Collected data:
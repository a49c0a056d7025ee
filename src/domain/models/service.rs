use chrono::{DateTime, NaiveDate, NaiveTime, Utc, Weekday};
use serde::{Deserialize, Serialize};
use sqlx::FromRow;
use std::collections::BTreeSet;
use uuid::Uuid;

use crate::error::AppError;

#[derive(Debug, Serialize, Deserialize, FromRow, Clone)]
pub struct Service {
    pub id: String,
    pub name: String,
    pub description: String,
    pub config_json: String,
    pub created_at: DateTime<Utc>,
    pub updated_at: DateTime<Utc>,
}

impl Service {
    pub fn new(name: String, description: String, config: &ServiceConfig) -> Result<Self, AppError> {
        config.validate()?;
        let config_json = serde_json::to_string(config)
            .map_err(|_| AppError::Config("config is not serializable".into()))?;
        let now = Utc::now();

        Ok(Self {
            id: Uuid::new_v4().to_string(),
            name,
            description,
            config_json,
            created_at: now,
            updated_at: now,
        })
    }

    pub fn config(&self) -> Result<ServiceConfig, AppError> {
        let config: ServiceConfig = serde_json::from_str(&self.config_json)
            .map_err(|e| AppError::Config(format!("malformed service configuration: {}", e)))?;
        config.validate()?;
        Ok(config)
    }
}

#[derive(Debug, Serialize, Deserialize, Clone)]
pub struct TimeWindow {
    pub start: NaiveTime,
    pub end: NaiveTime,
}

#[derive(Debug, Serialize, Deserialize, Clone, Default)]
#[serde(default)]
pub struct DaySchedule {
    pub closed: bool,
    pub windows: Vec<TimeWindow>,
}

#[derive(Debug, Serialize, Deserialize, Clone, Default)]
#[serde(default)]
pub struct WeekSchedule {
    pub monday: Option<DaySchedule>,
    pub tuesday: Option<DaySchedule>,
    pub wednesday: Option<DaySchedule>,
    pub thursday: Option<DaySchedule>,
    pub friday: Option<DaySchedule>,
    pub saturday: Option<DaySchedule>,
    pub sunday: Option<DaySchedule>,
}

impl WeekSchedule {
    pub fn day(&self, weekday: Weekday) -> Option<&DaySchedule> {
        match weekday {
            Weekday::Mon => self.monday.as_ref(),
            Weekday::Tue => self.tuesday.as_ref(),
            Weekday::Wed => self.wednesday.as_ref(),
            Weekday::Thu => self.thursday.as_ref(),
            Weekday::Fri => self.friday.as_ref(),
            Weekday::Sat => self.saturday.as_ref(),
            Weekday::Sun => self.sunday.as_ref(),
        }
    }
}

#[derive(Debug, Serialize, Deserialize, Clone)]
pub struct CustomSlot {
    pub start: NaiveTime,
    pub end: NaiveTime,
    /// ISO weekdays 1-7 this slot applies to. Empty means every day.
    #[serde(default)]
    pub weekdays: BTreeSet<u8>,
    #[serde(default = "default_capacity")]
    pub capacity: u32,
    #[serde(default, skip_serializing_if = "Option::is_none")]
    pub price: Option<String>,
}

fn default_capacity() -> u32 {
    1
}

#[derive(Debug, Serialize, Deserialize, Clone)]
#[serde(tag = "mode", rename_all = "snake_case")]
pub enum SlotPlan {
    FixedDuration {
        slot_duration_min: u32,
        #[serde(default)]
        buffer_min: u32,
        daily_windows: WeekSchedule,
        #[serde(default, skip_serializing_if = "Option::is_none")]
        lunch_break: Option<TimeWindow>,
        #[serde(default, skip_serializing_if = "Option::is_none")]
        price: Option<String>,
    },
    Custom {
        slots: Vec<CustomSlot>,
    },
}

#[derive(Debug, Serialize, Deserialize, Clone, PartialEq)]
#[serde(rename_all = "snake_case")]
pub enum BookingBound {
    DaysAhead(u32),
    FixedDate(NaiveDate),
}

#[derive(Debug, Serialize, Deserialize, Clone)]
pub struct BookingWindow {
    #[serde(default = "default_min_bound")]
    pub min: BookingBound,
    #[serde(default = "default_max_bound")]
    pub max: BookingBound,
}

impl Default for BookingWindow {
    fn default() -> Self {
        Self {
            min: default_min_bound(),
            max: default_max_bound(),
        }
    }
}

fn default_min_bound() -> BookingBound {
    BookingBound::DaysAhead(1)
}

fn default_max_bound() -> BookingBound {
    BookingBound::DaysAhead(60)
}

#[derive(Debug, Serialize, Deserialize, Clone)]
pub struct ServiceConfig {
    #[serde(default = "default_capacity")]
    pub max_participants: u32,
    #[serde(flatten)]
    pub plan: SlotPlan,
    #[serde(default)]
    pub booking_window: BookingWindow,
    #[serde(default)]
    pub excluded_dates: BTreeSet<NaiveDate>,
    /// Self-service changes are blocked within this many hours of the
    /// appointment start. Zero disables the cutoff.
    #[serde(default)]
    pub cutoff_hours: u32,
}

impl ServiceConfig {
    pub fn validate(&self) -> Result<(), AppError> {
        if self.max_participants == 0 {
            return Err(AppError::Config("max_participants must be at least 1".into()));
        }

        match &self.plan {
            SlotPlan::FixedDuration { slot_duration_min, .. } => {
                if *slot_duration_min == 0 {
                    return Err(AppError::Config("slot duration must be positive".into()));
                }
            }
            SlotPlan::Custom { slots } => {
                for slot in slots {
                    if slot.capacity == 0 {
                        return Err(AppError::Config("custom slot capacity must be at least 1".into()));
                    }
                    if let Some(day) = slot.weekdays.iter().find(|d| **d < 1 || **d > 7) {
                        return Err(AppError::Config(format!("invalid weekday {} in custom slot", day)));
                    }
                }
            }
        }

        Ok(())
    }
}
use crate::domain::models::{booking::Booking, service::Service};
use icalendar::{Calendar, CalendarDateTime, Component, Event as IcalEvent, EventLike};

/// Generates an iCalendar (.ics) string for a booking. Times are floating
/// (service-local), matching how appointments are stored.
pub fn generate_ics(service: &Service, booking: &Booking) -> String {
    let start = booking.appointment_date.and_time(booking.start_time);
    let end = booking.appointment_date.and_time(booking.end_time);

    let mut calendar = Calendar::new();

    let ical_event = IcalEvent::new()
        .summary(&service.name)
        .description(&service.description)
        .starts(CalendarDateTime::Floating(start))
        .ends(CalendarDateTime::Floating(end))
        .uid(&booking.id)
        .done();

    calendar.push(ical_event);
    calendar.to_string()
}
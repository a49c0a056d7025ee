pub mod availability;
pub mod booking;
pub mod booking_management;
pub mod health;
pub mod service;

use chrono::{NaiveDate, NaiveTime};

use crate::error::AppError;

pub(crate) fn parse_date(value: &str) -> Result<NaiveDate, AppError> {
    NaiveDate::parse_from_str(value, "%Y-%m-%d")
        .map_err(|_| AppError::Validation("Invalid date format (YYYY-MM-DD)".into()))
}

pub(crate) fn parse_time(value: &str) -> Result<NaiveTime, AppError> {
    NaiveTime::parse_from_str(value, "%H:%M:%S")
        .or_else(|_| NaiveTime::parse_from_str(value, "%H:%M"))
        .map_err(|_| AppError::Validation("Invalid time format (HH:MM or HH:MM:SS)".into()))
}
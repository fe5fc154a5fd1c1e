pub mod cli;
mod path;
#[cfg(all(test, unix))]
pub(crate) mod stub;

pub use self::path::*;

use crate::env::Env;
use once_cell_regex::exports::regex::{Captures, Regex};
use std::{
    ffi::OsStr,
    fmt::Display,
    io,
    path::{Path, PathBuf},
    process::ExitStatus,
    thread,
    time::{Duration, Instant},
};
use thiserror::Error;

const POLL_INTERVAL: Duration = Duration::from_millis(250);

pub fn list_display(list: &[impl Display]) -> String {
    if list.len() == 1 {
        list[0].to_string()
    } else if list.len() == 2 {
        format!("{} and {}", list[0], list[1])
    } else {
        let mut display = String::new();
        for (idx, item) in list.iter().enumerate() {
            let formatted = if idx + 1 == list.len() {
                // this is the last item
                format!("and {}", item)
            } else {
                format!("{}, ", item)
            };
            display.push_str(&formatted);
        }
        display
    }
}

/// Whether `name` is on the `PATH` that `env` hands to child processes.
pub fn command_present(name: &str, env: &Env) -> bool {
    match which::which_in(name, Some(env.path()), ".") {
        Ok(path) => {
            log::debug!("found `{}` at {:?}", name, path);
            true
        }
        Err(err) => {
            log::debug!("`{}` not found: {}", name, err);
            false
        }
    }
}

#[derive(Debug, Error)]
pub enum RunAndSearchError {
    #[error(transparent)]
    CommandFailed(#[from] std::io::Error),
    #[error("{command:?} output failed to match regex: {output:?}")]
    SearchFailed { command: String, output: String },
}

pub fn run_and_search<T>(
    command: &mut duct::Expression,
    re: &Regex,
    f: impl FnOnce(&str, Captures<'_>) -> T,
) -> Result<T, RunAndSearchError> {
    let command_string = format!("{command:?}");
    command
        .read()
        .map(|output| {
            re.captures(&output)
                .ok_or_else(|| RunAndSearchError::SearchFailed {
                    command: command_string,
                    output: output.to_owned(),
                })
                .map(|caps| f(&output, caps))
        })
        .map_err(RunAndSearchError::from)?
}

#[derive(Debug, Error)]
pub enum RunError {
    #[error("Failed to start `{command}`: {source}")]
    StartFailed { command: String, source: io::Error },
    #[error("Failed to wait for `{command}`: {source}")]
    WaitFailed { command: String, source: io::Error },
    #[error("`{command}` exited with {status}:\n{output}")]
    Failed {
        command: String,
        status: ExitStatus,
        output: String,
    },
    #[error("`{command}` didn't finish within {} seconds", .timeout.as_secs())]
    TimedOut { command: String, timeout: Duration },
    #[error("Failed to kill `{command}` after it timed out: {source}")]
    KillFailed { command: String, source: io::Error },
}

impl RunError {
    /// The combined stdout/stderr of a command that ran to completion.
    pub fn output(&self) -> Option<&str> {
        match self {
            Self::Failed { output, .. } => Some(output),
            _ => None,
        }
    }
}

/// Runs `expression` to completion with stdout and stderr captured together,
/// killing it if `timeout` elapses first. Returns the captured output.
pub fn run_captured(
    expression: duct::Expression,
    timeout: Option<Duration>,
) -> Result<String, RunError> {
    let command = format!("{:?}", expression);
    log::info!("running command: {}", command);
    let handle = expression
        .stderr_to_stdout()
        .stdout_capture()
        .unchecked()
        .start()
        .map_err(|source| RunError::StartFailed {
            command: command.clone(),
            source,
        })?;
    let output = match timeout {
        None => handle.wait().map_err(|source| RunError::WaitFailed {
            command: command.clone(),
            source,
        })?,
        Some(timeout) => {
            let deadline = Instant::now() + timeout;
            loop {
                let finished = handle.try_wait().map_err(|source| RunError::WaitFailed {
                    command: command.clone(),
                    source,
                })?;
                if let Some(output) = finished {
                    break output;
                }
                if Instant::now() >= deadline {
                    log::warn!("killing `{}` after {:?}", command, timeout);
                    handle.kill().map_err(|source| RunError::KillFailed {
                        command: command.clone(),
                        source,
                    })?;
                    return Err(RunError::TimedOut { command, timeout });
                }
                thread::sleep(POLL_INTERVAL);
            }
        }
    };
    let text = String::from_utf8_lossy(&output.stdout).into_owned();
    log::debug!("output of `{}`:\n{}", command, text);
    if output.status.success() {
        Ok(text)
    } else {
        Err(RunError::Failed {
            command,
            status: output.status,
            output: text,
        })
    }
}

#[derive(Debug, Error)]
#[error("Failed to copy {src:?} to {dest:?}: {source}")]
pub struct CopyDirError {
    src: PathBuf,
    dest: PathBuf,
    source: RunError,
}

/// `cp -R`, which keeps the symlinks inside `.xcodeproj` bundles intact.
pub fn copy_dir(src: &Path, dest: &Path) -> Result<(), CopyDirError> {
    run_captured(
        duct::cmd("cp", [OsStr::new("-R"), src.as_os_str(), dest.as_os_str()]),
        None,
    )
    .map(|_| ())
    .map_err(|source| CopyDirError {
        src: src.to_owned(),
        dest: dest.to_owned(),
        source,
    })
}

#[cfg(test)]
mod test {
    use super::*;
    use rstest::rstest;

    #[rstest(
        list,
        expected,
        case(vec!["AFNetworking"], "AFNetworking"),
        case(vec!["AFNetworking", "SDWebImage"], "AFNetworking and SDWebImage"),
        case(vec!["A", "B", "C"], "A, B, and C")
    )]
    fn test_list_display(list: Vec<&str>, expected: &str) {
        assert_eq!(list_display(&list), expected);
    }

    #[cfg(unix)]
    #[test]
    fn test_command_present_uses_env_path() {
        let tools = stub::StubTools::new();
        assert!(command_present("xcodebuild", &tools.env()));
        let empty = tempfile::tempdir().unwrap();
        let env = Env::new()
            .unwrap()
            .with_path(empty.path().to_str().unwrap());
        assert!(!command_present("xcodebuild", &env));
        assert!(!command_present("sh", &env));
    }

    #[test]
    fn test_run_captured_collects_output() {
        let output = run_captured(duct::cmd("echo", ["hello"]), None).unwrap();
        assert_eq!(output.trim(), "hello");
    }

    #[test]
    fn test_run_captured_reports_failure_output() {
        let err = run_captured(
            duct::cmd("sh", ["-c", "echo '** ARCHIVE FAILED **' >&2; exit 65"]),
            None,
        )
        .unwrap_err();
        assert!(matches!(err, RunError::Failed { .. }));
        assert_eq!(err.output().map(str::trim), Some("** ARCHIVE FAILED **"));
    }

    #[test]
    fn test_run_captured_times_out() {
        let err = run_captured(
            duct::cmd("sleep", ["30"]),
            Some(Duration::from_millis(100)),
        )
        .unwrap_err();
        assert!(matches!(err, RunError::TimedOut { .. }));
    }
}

▶ [Exercise prompt]: Take the entries above and return only the lines from the one with "pub fn output(&self)" to the one with "-> Result<String, RunError>", both included, unchanged.

▶ [Solution to this exercise]:
    pub fn output(&self) -> Option<&str> {
        match self {
            Self::Failed { output, .. } => Some(output),
            _ => None,
        }
    }
}

/// Runs `expression` to completion with stdout and stderr captured together,
/// killing it if `timeout` elapses first. Returns the captured output.
pub fn run_captured(
    expression: duct::Expression,
    timeout: Option<Duration>,
) -> Result<String, RunError> {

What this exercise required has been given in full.